Foto: ANDRE HIDETO NAGASAWA

Foto: ANDRE HIDETO NAGASAWA

Em nenhum dos testes houve “arrancamento da rocha” na zona de tensão, tampouco escorregamento da peça.

No teste de corte, cisalhamento, as peças aguentaram valores superiores a 19kN, quando havia a ruptura do parabolt na sua rosca.

Foto: ANDRE HIDETO NAGASAWA

Foto: ANDRE HIDETO NAGASAWA

Importante observar que a rosca é o ponto mais frágil do parabolt, pois apresenta a menor seção transversal, de forma que a resistência ao cisalhamento apresenta valores superiores se a força for exercida no corpo do bolt.

Em sequência, fomos aos testes de excesso de torque, lembrando que, durante a conquista, observamos o rompimento do bolt durante o aperto final, com a chapa já colocada.

Fizemos três testes, em sequência, de peças do mesmo lote utilizado na conquista e outras de lotes distintos, ocasião em que foi comprovada a possibilidade de rompimento do bolt por excesso de torque!

As peças dos testes foram comparadas no microscópio, indicando a semelhança entre o ocorrido na rocha e o ensaio em laboratório.
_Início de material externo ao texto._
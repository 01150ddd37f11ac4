/// Smallest scrollable distance used as the progress denominator. A section
/// no taller than the viewport would otherwise divide by zero or a negative
/// number; with a 1px floor progress flips from 0 to 1 within one pixel.
pub const MIN_SCROLL_SPAN_PX: f64 = 1.0;

/// Layout of the scroll-driven section, read fresh for every frame since a
/// resize can move or stretch it at any time.
#[derive(Clone, Copy, Debug, PartialEq)]
pub struct SectionGeometry {
    pub top: f64,
    pub height: f64,
    pub viewport_height: f64,
}

impl SectionGeometry {
    /// Distance the page scrolls while the section stays pinned.
    pub fn scroll_span(&self, min_span: f64) -> f64 {
        let span = self.height - self.viewport_height;
        if span.is_finite() {
            span.max(min_span)
        } else {
            min_span
        }
    }

    pub fn progress(&self, scroll_y: f64, min_span: f64) -> f64 {
        scroll_progress(self, scroll_y, min_span)
    }
}

/// Normalised position of `scroll_y` within the section, clamped to `[0, 1]`.
pub fn scroll_progress(geometry: &SectionGeometry, scroll_y: f64, min_span: f64) -> f64 {
    let min_span = if min_span > 0.0 { min_span } else { MIN_SCROLL_SPAN_PX };
    let progress = (scroll_y - geometry.top) / geometry.scroll_span(min_span);
    if progress.is_nan() {
        return 0.0;
    }
    progress.clamp(0.0, 1.0)
}

#[cfg(test)]
mod tests {
    use super::*;

    const SECTION: SectionGeometry = SectionGeometry {
        top: 200.0,
        height: 3000.0,
        viewport_height: 800.0,
    };

    #[test]
    fn section_entering_view_is_zero() {
        assert_eq!(SECTION.progress(200.0, MIN_SCROLL_SPAN_PX), 0.0);
    }

    #[test]
    fn section_scrolled_past_is_one() {
        assert_eq!(SECTION.progress(200.0 + 3000.0 - 800.0, MIN_SCROLL_SPAN_PX), 1.0);
    }

    #[test]
    fn midpoint_is_linear() {
        assert_eq!(SECTION.progress(200.0 + 1100.0, MIN_SCROLL_SPAN_PX), 0.5);
    }

    #[test]
    fn offsets_outside_section_clamp() {
        for y in [-500.0, 0.0, 199.0] {
            assert_eq!(SECTION.progress(y, MIN_SCROLL_SPAN_PX), 0.0);
        }
        for y in [2400.0, 2401.0, 1e9] {
            assert_eq!(SECTION.progress(y, MIN_SCROLL_SPAN_PX), 1.0);
        }
    }

    #[test]
    fn short_section_uses_minimum_span() {
        let short = SectionGeometry {
            top: 100.0,
            height: 600.0,
            viewport_height: 800.0,
        };
        assert_eq!(short.scroll_span(MIN_SCROLL_SPAN_PX), MIN_SCROLL_SPAN_PX);
        assert_eq!(short.progress(100.0, MIN_SCROLL_SPAN_PX), 0.0);
        assert_eq!(short.progress(100.5, MIN_SCROLL_SPAN_PX), 0.5);
        assert_eq!(short.progress(101.0, MIN_SCROLL_SPAN_PX), 1.0);

        let exact = SectionGeometry {
            top: 0.0,
            height: 800.0,
            viewport_height: 800.0,
        };
        assert!(exact.progress(400.0, MIN_SCROLL_SPAN_PX).is_finite());
    }

    #[test]
    fn non_positive_floor_is_replaced() {
        let flat = SectionGeometry {
            top: 0.0,
            height: 0.0,
            viewport_height: 0.0,
        };
        assert_eq!(flat.progress(0.0, 0.0), 0.0);
        assert_eq!(flat.progress(10.0, -3.0), 1.0);
    }

    #[test]
    fn garbage_layout_never_yields_nan() {
        let broken = SectionGeometry {
            top: f64::NAN,
            height: f64::INFINITY,
            viewport_height: 800.0,
        };
        assert_eq!(broken.progress(100.0, MIN_SCROLL_SPAN_PX), 0.0);
    }
}
pub mod landing;
pub mod not_found;
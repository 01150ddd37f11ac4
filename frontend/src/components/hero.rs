use crate::config::{self, ScrollVideoConfig};
use crate::scroll_video::{ScrollVideoController, ScrollVideoElements};
use crate::utils::dom;
use crate::utils::navigation::NAV_HEIGHT_PX;
use web_sys::{HtmlElement, HtmlVideoElement};
use yew::prelude::*;

const HERO_STATS: [(&str, &str); 4] = [
    ("100+", "Proyectos Completados"),
    ("50+", "Clientes Satisfechos"),
    ("98%", "Tasa de Éxito"),
    ("24/7", "Soporte Disponible"),
];

/// Tall hero section whose pinned background video follows the scroll.
#[function_component(Hero)]
pub fn hero() -> Html {
    let section_ref = use_node_ref();
    let container_ref = use_node_ref();
    let video_ref = use_node_ref();
    let indicator_ref = use_node_ref();

    {
        let section_ref = section_ref.clone();
        let container_ref = container_ref.clone();
        let video_ref = video_ref.clone();
        let indicator_ref = indicator_ref.clone();
        use_effect_with_deps(
            move |_| {
                let controller = match (
                    section_ref.cast::<HtmlElement>(),
                    container_ref.cast::<HtmlElement>(),
                    video_ref.cast::<HtmlVideoElement>(),
                ) {
                    (Some(section), Some(container), Some(video)) => {
                        let config = ScrollVideoConfig::from_section(&section);
                        Some(ScrollVideoController::attach(
                            ScrollVideoElements {
                                section,
                                container,
                                video,
                                indicator: indicator_ref.cast::<HtmlElement>(),
                            },
                            config,
                        ))
                    }
                    _ => {
                        log::warn!("Scroll video elements not found");
                        None
                    }
                };
                move || drop(controller)
            },
            (),
        );
    }

    let scroll_to = |id: &'static str| {
        Callback::from(move |_: MouseEvent| dom::scroll_to_section(id, NAV_HEIGHT_PX))
    };

    html! {
        <section id="hero" ref={section_ref} class="video-scroll-section loading">
            <div class="video-sticky" ref={container_ref}>
                <video ref={video_ref} class="hero-video" muted=true playsinline=true preload="auto">
                    {
                        if config::HERO_VIDEO_SRC.is_empty() {
                            html! {}
                        } else {
                            html! { <source src={config::HERO_VIDEO_SRC} type="video/mp4" /> }
                        }
                    }
                </video>
                <div class="hero-overlay"></div>
                <div class="hero-content">
                    <div class="hero-badge">
                        <span class="badge-dot"></span>
                        {"Transformamos tu negocio con IA"}
                    </div>
                    <h1 class="hero-title">
                        <span class="hero-line">{"Bienvenido a"}</span>
                        <span class="hero-line gradient-text">{"ARCANO"}</span>
                        <span class="hero-line">{"INTELLIGENCE"}</span>
                    </h1>
                    <p class="hero-subtitle">
                        {"🚀 Automatización con IA • 💻 Desarrollo Web • 🎨 Branding Estratégico"}
                    </p>
                    <p class="hero-lead">
                        {"Llevamos tu empresa al siguiente nivel con soluciones tecnológicas de vanguardia que optimizan procesos, aumentan productividad y generan resultados reales."}
                    </p>
                    <div class="hero-cta">
                        <button class="btn-primary" onclick={scroll_to("contact")}>{"📞 Iniciar Proyecto"}</button>
                        <button class="btn-secondary" onclick={scroll_to("services")}>{"🔍 Ver Servicios"}</button>
                    </div>
                    <div class="hero-stats">
                        { for HERO_STATS.iter().map(|(number, label)| html! {
                            <div class="hero-stat">
                                <div class="hero-stat-number">{*number}</div>
                                <div class="hero-stat-label">{*label}</div>
                            </div>
                        }) }
                    </div>
                </div>
                <div class="scroll-indicator" ref={indicator_ref} aria-hidden="true">
                    <svg width="24" height="24" fill="none" stroke="currentColor" viewBox="0 0 24 24">
                        <path stroke-linecap="round" stroke-linejoin="round" stroke-width="2" d="M19 14l-7 7m0 0l-7-7m7 7V3" />
                    </svg>
                </div>
            </div>
            <style>
                {r#"
    .video-scroll-section {
        height: 300vh;
        background: #000;
    }
    .video-sticky {
        position: sticky;
        top: 0;
        height: 100vh;
        overflow: hidden;
        display: flex;
        align-items: center;
        justify-content: center;
    }
    .hero-video {
        position: absolute;
        inset: 0;
        width: 100%;
        height: 100%;
        object-fit: cover;
        transition: opacity 0.6s ease;
    }
    .video-scroll-section.loading .hero-video {
        opacity: 0;
    }
    .hero-overlay {
        position: absolute;
        inset: 0;
        background: linear-gradient(180deg, rgba(0, 0, 0, 0.55) 0%, rgba(0, 0, 0, 0.35) 50%, rgba(0, 0, 0, 0.85) 100%);
        pointer-events: none;
    }
    .hero-content {
        position: relative;
        z-index: 2;
        max-width: 960px;
        padding: 0 2rem;
        text-align: center;
    }
    .hero-badge {
        display: inline-flex;
        align-items: center;
        gap: 0.5rem;
        padding: 0.5rem 1rem;
        border: 1px solid rgba(0, 255, 156, 0.3);
        border-radius: 9999px;
        background: rgba(0, 255, 156, 0.1);
        color: #00ff9c;
        font-size: 0.875rem;
        font-weight: 500;
    }
    .badge-dot {
        width: 8px;
        height: 8px;
        border-radius: 50%;
        background: #00ff9c;
        box-shadow: 0 0 12px #00ff9c;
    }
    .hero-title {
        font-family: 'Orbitron', sans-serif;
        font-size: clamp(2.5rem, 8vw, 6rem);
        margin: 2rem 0;
    }
    .hero-line {
        display: block;
    }
    .hero-subtitle {
        font-size: 1.35rem;
        color: #9ca3af;
    }
    .hero-lead {
        font-size: 1.1rem;
        color: #6b7280;
        max-width: 640px;
        margin: 1rem auto 0;
    }
    .hero-cta {
        display: flex;
        gap: 1rem;
        justify-content: center;
        flex-wrap: wrap;
        padding-top: 2rem;
    }
    .hero-stats {
        display: grid;
        grid-template-columns: repeat(4, 1fr);
        gap: 2rem;
        padding-top: 3rem;
    }
    .hero-stat-number {
        font-family: 'Orbitron', sans-serif;
        font-size: 2rem;
        color: #00ff9c;
    }
    .hero-stat-label {
        font-size: 0.875rem;
        color: #9ca3af;
    }
    .scroll-indicator {
        position: absolute;
        bottom: 2.5rem;
        left: 50%;
        transform: translateX(-50%);
        color: #00ff9c;
        z-index: 2;
        animation: indicator-bounce 1.6s infinite;
    }
    @keyframes indicator-bounce {
        0%, 100% { transform: translate(-50%, 0); }
        50% { transform: translate(-50%, 10px); }
    }
    @media (max-width: 768px) {
        .hero-stats {
            grid-template-columns: repeat(2, 1fr);
        }
        .hero-subtitle {
            font-size: 1.05rem;
        }
    }
                "#}
            </style>
        </section>
    }
}
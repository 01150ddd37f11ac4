pub mod about;
pub mod contact;
pub mod footer;
pub mod hero;
pub mod navbar;
pub mod portfolio;
pub mod process;
pub mod reveal;
pub mod services;
pub mod stats;
pub mod testimonials;
use crate::utils::dom::VisibilityObserver;
use web_sys::Element;
use yew::prelude::*;

#[derive(Properties, PartialEq)]
pub struct RevealProps {
    #[prop_or_default]
    pub children: Children,
    /// Position in its group; each step delays the fade by 100ms.
    #[prop_or_default]
    pub index: usize,
    #[prop_or_default]
    pub class: Classes,
}

/// Fades its children in the first time they scroll into view.
#[function_component(Reveal)]
pub fn reveal(props: &RevealProps) -> Html {
    let node = use_node_ref();
    let visible = use_state_eq(|| false);
    {
        let node = node.clone();
        let visible = visible.clone();
        use_effect_with_deps(
            move |_| {
                let observer = node.cast::<Element>().and_then(|element| {
                    let on_visible = visible.clone();
                    match VisibilityObserver::observe(
                        &element,
                        0.1,
                        "0px 0px -50px 0px",
                        true,
                        move || on_visible.set(true),
                    ) {
                        Ok(observer) => Some(observer),
                        Err(e) => {
                            // No IntersectionObserver: just show the content.
                            log::debug!("Reveal disabled: {:?}", e);
                            visible.set(true);
                            None
                        }
                    }
                });
                move || drop(observer)
            },
            (),
        );
    }
    let style = format!("transition-delay: {:.1}s;", props.index as f64 * 0.1);
    html! {
        <div
            ref={node}
            class={classes!("reveal", (*visible).then_some("active"), props.class.clone())}
            style={style}
        >
            { for props.children.iter() }
        </div>
    }
}
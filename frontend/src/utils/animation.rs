/// Stats counters run for two seconds in sixty steps.
pub const COUNTER_DURATION_MS: u32 = 2000;
pub const COUNTER_STEPS: u32 = 60;

/// Testimonials advance on this period.
pub const TESTIMONIAL_ROTATE_MS: u32 = 5000;

/// Value a counter shows at `step` of `steps` on its way to `target`.
pub fn counter_value(target: u32, step: u32, steps: u32) -> u32 {
    if steps == 0 || step >= steps {
        return target;
    }
    let increment = f64::from(target) / f64::from(steps);
    ((increment * f64::from(step)).floor() as u32).min(target)
}

pub fn counter_step_ms(duration_ms: u32, steps: u32) -> u32 {
    duration_ms / steps.max(1)
}

pub fn next_index(current: usize, len: usize) -> usize {
    if len == 0 {
        0
    } else {
        (current + 1) % len
    }
}

pub fn prev_index(current: usize, len: usize) -> usize {
    if len == 0 {
        0
    } else {
        (current + len - 1) % len
    }
}

#[cfg(test)]
mod tests {
    use super::*;

    #[test]
    fn counter_climbs_to_target() {
        assert_eq!(counter_value(100, 0, 60), 0);
        assert_eq!(counter_value(100, 30, 60), 50);
        assert_eq!(counter_value(100, 59, 60), 98);
        assert_eq!(counter_value(100, 60, 60), 100);
        assert_eq!(counter_value(5, 13, 60), 1);
    }

    #[test]
    fn counter_is_monotonic() {
        let mut last = 0;
        for step in 0..=COUNTER_STEPS {
            let v = counter_value(98, step, COUNTER_STEPS);
            assert!(v >= last);
            last = v;
        }
        assert_eq!(last, 98);
    }

    #[test]
    fn zero_steps_jumps_to_target() {
        assert_eq!(counter_value(50, 0, 0), 50);
        assert_eq!(counter_step_ms(2000, 0), 2000);
        assert_eq!(counter_step_ms(COUNTER_DURATION_MS, COUNTER_STEPS), 33);
    }

    #[test]
    fn carousel_wraps() {
        assert_eq!(next_index(4, 5), 0);
        assert_eq!(next_index(1, 5), 2);
        assert_eq!(prev_index(0, 5), 4);
        assert_eq!(next_index(0, 0), 0);
        assert_eq!(prev_index(0, 0), 0);
    }
}
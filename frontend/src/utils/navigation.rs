/// Height of the fixed navbar; section jumps land just below it.
pub const NAV_HEIGHT_PX: f64 = 80.0;

/// Sections reachable from the navbar, in page order.
pub const NAV_LINKS: [(&str, &str); 4] = [
    ("services", "Servicios"),
    ("about", "Nosotros"),
    ("process", "Proceso"),
    ("portfolio", "Portfolio"),
];

pub fn is_scrolled(scroll_y: f64, threshold: f64) -> bool {
    scroll_y > threshold
}

/// Scroll offset that puts a section's top edge right under the navbar.
pub fn scroll_target(section_top: f64, nav_height: f64) -> f64 {
    (section_top - nav_height).max(0.0)
}

#[derive(Clone, Copy, Debug, PartialEq)]
pub struct SectionBounds<'a> {
    pub id: &'a str,
    pub top: f64,
    pub height: f64,
}

/// Section under the bottom edge of the navbar, if any.
pub fn active_section<'a>(sections: &[SectionBounds<'a>], scroll_y: f64, nav_height: f64) -> Option<&'a str> {
    let probe = scroll_y + nav_height;
    sections
        .iter()
        .filter(|s| probe >= s.top && probe < s.top + s.height)
        .last()
        .map(|s| s.id)
}

#[cfg(test)]
mod tests {
    use super::*;

    fn layout() -> Vec<SectionBounds<'static>> {
        vec![
            SectionBounds { id: "services", top: 1000.0, height: 800.0 },
            SectionBounds { id: "about", top: 1800.0, height: 600.0 },
            SectionBounds { id: "process", top: 2400.0, height: 900.0 },
        ]
    }

    #[test]
    fn navbar_turns_solid_after_threshold() {
        assert!(!is_scrolled(0.0, 50.0));
        assert!(!is_scrolled(50.0, 50.0));
        assert!(is_scrolled(51.0, 50.0));
    }

    #[test]
    fn target_accounts_for_navbar() {
        assert_eq!(scroll_target(1000.0, 80.0), 920.0);
        assert_eq!(scroll_target(30.0, 80.0), 0.0);
    }

    #[test]
    fn active_section_uses_navbar_edge() {
        let sections = layout();
        assert_eq!(active_section(&sections, 0.0, 80.0), None);
        assert_eq!(active_section(&sections, 920.0, 80.0), Some("services"));
        assert_eq!(active_section(&sections, 1719.0, 80.0), Some("services"));
        assert_eq!(active_section(&sections, 1720.0, 80.0), Some("about"));
        assert_eq!(active_section(&sections, 3300.0, 80.0), None);
    }
}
A deformação e as características do ponto de rompimento foram as mesmas!

Ou seja, não se tratou de um defeito ou forças metafísicas! O rompimento do bolt durante a conquista foi por provável excesso de torque!

Lição um: menos musculação Rubão!!!

Nos testes o rompimento por excesso de torque ocorreu de 75 N·m a 90 N·m, quando o fabricante aconselha aperto de 30 N·m (aprox.3kgf·m).

Considerando o tamanho da nossa chave, em torno de 20 cm, se aplicada na extremidade da chave uma força constante de 35 kgf a 45 kgf haverá a ruptura do bolt por excesso de torque.

Foto: Departamento de Marketing da Âncora

Foto: Departamento de Marketing da Âncora

Assim, com base nos testes executados, observamos que a aplicação de força excessiva no aperto da chapa é inversamente proporcional à segurança. Lição dois!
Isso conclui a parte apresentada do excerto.